Healthcare investment

With that in mind, we continue to strengthen our investment in the public healthcare system. We are continuing to enhance the quality and capacity of affordable healthcare for the benefit of us all, now and in future.


I have the numbers to back that up. For the 2015-16 financial year, the Government's recurrent subvention to the Hospital Authority amounts to some $50 billion as John has mentioned earlier, up about 50% over just five years ago.


In addition, we are supporting a variety of Hospital Authority capital works projects to help meet the community's long-term healthcare needs. Capital expenditure for the projects under construction, or soon to be, is estimated at over $80 billion, contributing to an increase of up to 2,800 beds.

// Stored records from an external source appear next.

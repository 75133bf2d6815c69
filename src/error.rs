//! Error types for the Tsurugi engine.
//!
//! All failures are represented by the [`TsurugiError`] enum. The engine
//! distinguishes three propagation classes: version conflicts and document
//! failures are captured inside operation results, tragic events escape and
//! fail the engine, and everything else is surfaced to the caller unchanged.

use std::io;

use thiserror::Error;

/// The main error type for engine operations.
#[derive(Error, Debug)]
pub enum TsurugiError {
    /// I/O errors (file operations, fsync, etc.)
    #[error("I/O error: {0}")]
    Io(#[from] io::Error),

    /// The operation's version disagrees with the current document version.
    #[error("version conflict: {message} (current version [{current_version}])")]
    VersionConflict {
        message: String,
        current_version: i64,
    },

    /// The segment writer rejected a single document but remains healthy.
    #[error("document failure: {0}")]
    DocumentFailure(String),

    /// Unrecoverable failure of the segment writer or the translog.
    #[error("tragic event: {0}")]
    Tragic(String),

    /// Translog replay failed or the translog is missing/corrupted.
    #[error("recovery failed: {0}")]
    RecoveryFailure(String),

    /// Operation attempted against a closed or failed engine.
    #[error("engine is closed: {0}")]
    AlreadyClosed(String),

    /// Commit of uncommitted segments failed.
    #[error("flush failed: {0}")]
    FlushFailed(String),

    /// Reopening the point-in-time searcher failed.
    #[error("refresh failed: {0}")]
    RefreshFailed(String),

    /// Acquiring an index commit for snapshot/backup failed.
    #[error("snapshot failed: {0}")]
    SnapshotFailed(String),

    /// Translog-level errors
    #[error("translog error: {0}")]
    Translog(String),

    /// Translog file is corrupted beyond the tolerated torn tail.
    #[error("translog corrupted: {0}")]
    TranslogCorrupted(String),

    /// Storage-related errors
    #[error("storage error: {0}")]
    Storage(String),

    /// The on-disk index predates the supported commit metadata format.
    #[error("index format too old: {0}")]
    IndexFormatTooOld(String),

    /// An internal precondition was violated.
    #[error("illegal state: {0}")]
    IllegalState(String),

    /// JSON serialization/deserialization errors
    #[error("JSON error: {0}")]
    Json(#[from] serde_json::Error),

    /// Generic anyhow error
    #[error("Anyhow error: {0}")]
    Anyhow(#[from] anyhow::Error),
}

/// Result type alias for operations that may fail with TsurugiError.
pub type Result<T> = std::result::Result<T, TsurugiError>;

impl TsurugiError {
    /// Create a new version conflict error.
    pub fn version_conflict<S: Into<String>>(message: S, current_version: i64) -> Self {
        TsurugiError::VersionConflict {
            message: message.into(),
            current_version,
        }
    }

    /// Create a new document failure.
    pub fn document_failure<S: Into<String>>(msg: S) -> Self {
        TsurugiError::DocumentFailure(msg.into())
    }

    /// Create a new tragic event error.
    pub fn tragic<S: Into<String>>(msg: S) -> Self {
        TsurugiError::Tragic(msg.into())
    }

    /// Create a new recovery failure.
    pub fn recovery<S: Into<String>>(msg: S) -> Self {
        TsurugiError::RecoveryFailure(msg.into())
    }

    /// Create a new already-closed error.
    pub fn already_closed<S: Into<String>>(msg: S) -> Self {
        TsurugiError::AlreadyClosed(msg.into())
    }

    /// Create a new translog error.
    pub fn translog<S: Into<String>>(msg: S) -> Self {
        TsurugiError::Translog(msg.into())
    }

    /// Create a new translog corruption error.
    pub fn translog_corrupted<S: Into<String>>(msg: S) -> Self {
        TsurugiError::TranslogCorrupted(msg.into())
    }

    /// Create a new storage error.
    pub fn storage<S: Into<String>>(msg: S) -> Self {
        TsurugiError::Storage(msg.into())
    }

    /// Create a new illegal state error.
    pub fn illegal_state<S: Into<String>>(msg: S) -> Self {
        TsurugiError::IllegalState(msg.into())
    }

    /// Check whether this error is a version conflict.
    pub fn is_version_conflict(&self) -> bool {
        matches!(self, TsurugiError::VersionConflict { .. })
    }

    /// Check whether this error is an already-closed error.
    pub fn is_already_closed(&self) -> bool {
        matches!(self, TsurugiError::AlreadyClosed(_))
    }

    /// Check whether this error is a tragic event.
    pub fn is_tragic(&self) -> bool {
        matches!(self, TsurugiError::Tragic(_))
    }

    /// Check whether this error indicates on-disk corruption.
    pub fn is_corruption(&self) -> bool {
        matches!(self, TsurugiError::TranslogCorrupted(_))
    }

    /// The current version carried by a version conflict, if any.
    pub fn current_version(&self) -> Option<i64> {
        match self {
            TsurugiError::VersionConflict {
                current_version, ..
            } => Some(*current_version),
            _ => None,
        }
    }
}
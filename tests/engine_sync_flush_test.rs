use std::sync::Arc;

use serde_json::json;
use tsurugi::engine::{
    EngineConfig, EngineSettings, Index, InternalEngine, ManualClock, OpenMode, ParsedDocument,
    SyncedFlushResult, Term,
};
use tsurugi::error::Result;
use tsurugi::segment::CommitId;
use tsurugi::storage::MemoryStorage;

fn uid(id: &str) -> Term {
    Term::new("_uid", id)
}

fn doc(id: &str) -> ParsedDocument {
    ParsedDocument::new(uid(id), json!({"id": id}))
}

fn open_engine(max_segment_count: usize) -> Result<Arc<InternalEngine>> {
    let settings = EngineSettings {
        max_segment_count,
        ..EngineSettings::default()
    };
    let config = EngineConfig::new(
        Arc::new(MemoryStorage::new_default()),
        OpenMode::CreateIndexAndTranslog,
    )
    .with_clock(Arc::new(ManualClock::new()))
    .with_settings(settings);
    InternalEngine::open(config)
}

fn committed_sync_id(engine: &InternalEngine) -> Option<String> {
    let commit = engine.acquire_index_commit(false).unwrap();
    commit.user_data.get("sync_commit_id").cloned()
}

#[test]
fn test_sync_flush_marks_a_quiescent_shard() -> Result<()> {
    let engine = open_engine(10)?;
    engine.index(Index::primary(doc("a"), 0))?;
    let commit_id = engine.flush(false, true)?;

    let outcome = engine.sync_flush("sync-1", &commit_id)?;
    assert_eq!(outcome, SyncedFlushResult::Success);
    assert_eq!(committed_sync_id(&engine).as_deref(), Some("sync-1"));
    Ok(())
}

#[test]
fn test_sync_flush_rejects_a_stale_commit_id() -> Result<()> {
    let engine = open_engine(10)?;
    engine.index(Index::primary(doc("a"), 0))?;
    engine.flush(false, true)?;

    let bogus = CommitId("not-the-current-commit".to_string());
    let outcome = engine.sync_flush("sync-1", &bogus)?;
    assert_eq!(outcome, SyncedFlushResult::CommitMismatch);
    assert_eq!(committed_sync_id(&engine), None, "no commit may be written");
    Ok(())
}

#[test]
fn test_sync_flush_rejects_pending_operations() -> Result<()> {
    let engine = open_engine(10)?;
    engine.index(Index::primary(doc("a"), 0))?;
    let commit_id = engine.flush(false, true)?;
    engine.index(Index::primary(doc("b"), 0))?;

    let outcome = engine.sync_flush("sync-1", &commit_id)?;
    assert_eq!(outcome, SyncedFlushResult::PendingOperations);
    assert_eq!(committed_sync_id(&engine), None);
    Ok(())
}

#[test]
fn test_flush_drops_the_sync_marker() -> Result<()> {
    let engine = open_engine(10)?;
    engine.index(Index::primary(doc("a"), 0))?;
    let commit_id = engine.flush(false, true)?;
    engine.sync_flush("sync-1", &commit_id)?;

    engine.index(Index::primary(doc("b"), 0))?;
    engine.flush(false, true)?;
    assert_eq!(
        committed_sync_id(&engine),
        None,
        "a real flush must not carry the sync id forward"
    );
    Ok(())
}

#[test]
fn test_renew_sync_commit_after_segment_bookkeeping() -> Result<()> {
    // two committed segments, then a merge dirties the writer without any
    // translog traffic
    let engine = open_engine(10)?;
    engine.index(Index::primary(doc("a"), 0))?;
    engine.flush(false, true)?;
    engine.index(Index::primary(doc("b"), 0))?;
    let commit_id = engine.flush(false, true)?;
    assert_eq!(engine.sync_flush("sync-1", &commit_id)?, SyncedFlushResult::Success);

    engine.force_merge(false, 1, false, false, false)?;
    assert!(engine.merge_stats().total >= 1, "the merge must have run");

    let renewed = engine.try_renew_sync_commit()?;
    assert!(renewed, "segment-only changes keep the sync id renewable");
    assert_eq!(committed_sync_id(&engine).as_deref(), Some("sync-1"));

    // nothing left to renew on a second attempt
    assert!(!engine.try_renew_sync_commit()?);
    Ok(())
}

#[test]
fn test_renew_is_refused_with_translog_operations() -> Result<()> {
    let engine = open_engine(10)?;
    engine.index(Index::primary(doc("a"), 0))?;
    let commit_id = engine.flush(false, true)?;
    engine.sync_flush("sync-1", &commit_id)?;

    engine.index(Index::primary(doc("b"), 0))?;
    assert!(
        !engine.try_renew_sync_commit()?,
        "uncommitted translog ops require a full flush"
    );
    Ok(())
}

#[test]
fn test_force_merge_with_flush_renews_the_sync_marker() -> Result<()> {
    let engine = open_engine(10)?;
    engine.index(Index::primary(doc("a"), 0))?;
    engine.flush(false, true)?;
    engine.index(Index::primary(doc("b"), 0))?;
    let commit_id = engine.flush(false, true)?;
    engine.sync_flush("sync-1", &commit_id)?;

    engine.force_merge(true, 1, false, false, false)?;
    assert_eq!(
        committed_sync_id(&engine).as_deref(),
        Some("sync-1"),
        "the post-merge flush path must renew instead of dropping the marker"
    );

    let segments = engine.segments(false);
    let committed: Vec<_> = segments.iter().filter(|s| s.committed).collect();
    assert_eq!(committed.len(), 1, "force merge down to one segment");
    Ok(())
}

#[test]
fn test_force_merge_expunge_deletes_rewrites_segments() -> Result<()> {
    let engine = open_engine(100)?;
    engine.index(Index::primary(doc("a"), 0))?;
    engine.index(Index::primary(doc("b"), 0))?;
    engine.flush(false, true)?;
    engine.delete(tsurugi::engine::Delete::primary(uid("b"), 0))?;
    engine.flush(false, true)?;
    assert!(engine.writer_has_deletions());

    engine.force_merge(true, 0, true, false, false)?;
    assert!(
        !engine.writer_has_deletions(),
        "expunge must fold deletes away"
    );
    let searcher = engine.acquire_searcher("test")?;
    assert_eq!(searcher.count(&uid("a")), 1);
    assert_eq!(searcher.count(&uid("b")), 0);
    Ok(())
}

#[test]
fn test_segments_report_flags() -> Result<()> {
    let engine = open_engine(10)?;
    engine.index(Index::primary(doc("a"), 0))?;
    engine.flush(false, true)?;
    engine.index(Index::primary(doc("b"), 0))?;
    engine.refresh("test")?;

    let segments = engine.segments(true);
    assert_eq!(segments.len(), 2);
    assert!(segments.iter().all(|s| s.search), "both are searchable");
    assert_eq!(
        segments.iter().filter(|s| s.committed).count(),
        1,
        "only the flushed segment is committed"
    );
    assert!(segments.iter().all(|s| s.attributes.is_some()));
    Ok(())
}
//! Storage abstraction trait and common types.

use std::io::{Read, Seek, Write};

use serde::{Deserialize, Serialize};

use crate::error::Result;

/// Configuration for storage backends.
#[derive(Debug, Clone, Serialize, Deserialize)]
pub struct StorageConfig {
    /// Buffer size for file I/O (in bytes).
    pub buffer_size: usize,

    /// Whether every write is synced to stable storage on flush.
    pub sync_writes: bool,
}

impl Default for StorageConfig {
    fn default() -> Self {
        StorageConfig {
            buffer_size: 8192,
            sync_writes: true,
        }
    }
}

/// A trait for storage backends that can store and retrieve named files.
///
/// This provides a pluggable interface for different storage implementations
/// like the file system or memory. The engine owns its storage exclusively
/// between open and close; coordination happens above this layer.
pub trait Storage: Send + Sync + std::fmt::Debug {
    /// Open a file for reading.
    fn open_input(&self, name: &str) -> Result<Box<dyn StorageInput>>;

    /// Create a file for writing, truncating any existing content.
    fn create_output(&self, name: &str) -> Result<Box<dyn StorageOutput>>;

    /// Create a file for appending.
    fn create_output_append(&self, name: &str) -> Result<Box<dyn StorageOutput>>;

    /// Check if a file exists.
    fn file_exists(&self, name: &str) -> bool;

    /// Delete a file.
    fn delete_file(&self, name: &str) -> Result<()>;

    /// List all files in the storage.
    fn list_files(&self) -> Result<Vec<String>>;

    /// Get the size of a file in bytes.
    fn file_size(&self, name: &str) -> Result<u64>;

    /// Sync directory-level metadata to stable storage.
    fn sync(&self) -> Result<()>;
}

/// A trait for reading data from storage.
pub trait StorageInput: Read + Seek + Send + std::fmt::Debug {
    /// Get the size of the input stream.
    fn size(&self) -> Result<u64>;
}

/// A trait for writing data to storage.
pub trait StorageOutput: Write + Send + std::fmt::Debug {
    /// Flush buffered bytes and sync them to stable storage.
    fn flush_and_sync(&mut self) -> Result<()>;

    /// Get the current position in the output stream.
    fn position(&self) -> Result<u64>;
}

The projects include Phase 1 of an acute general hospital in the Kai Tak development area, along with the Tin Shui Wai Hospital and the Hong Kong Children's Hospital. There are also many other enhancement projects that will increase the capacity as well as the capability of our existing institutions.


Public-private partnership

Beyond extending our physical capacity, we need to look at new service delivery models, especially to take advantage of our unique dual-track public and private healthcare sectors. This will enable us to make better use of private practitioners. They can help relieve the pressure of our public hospitals and create a better working environment for healthcare professionals.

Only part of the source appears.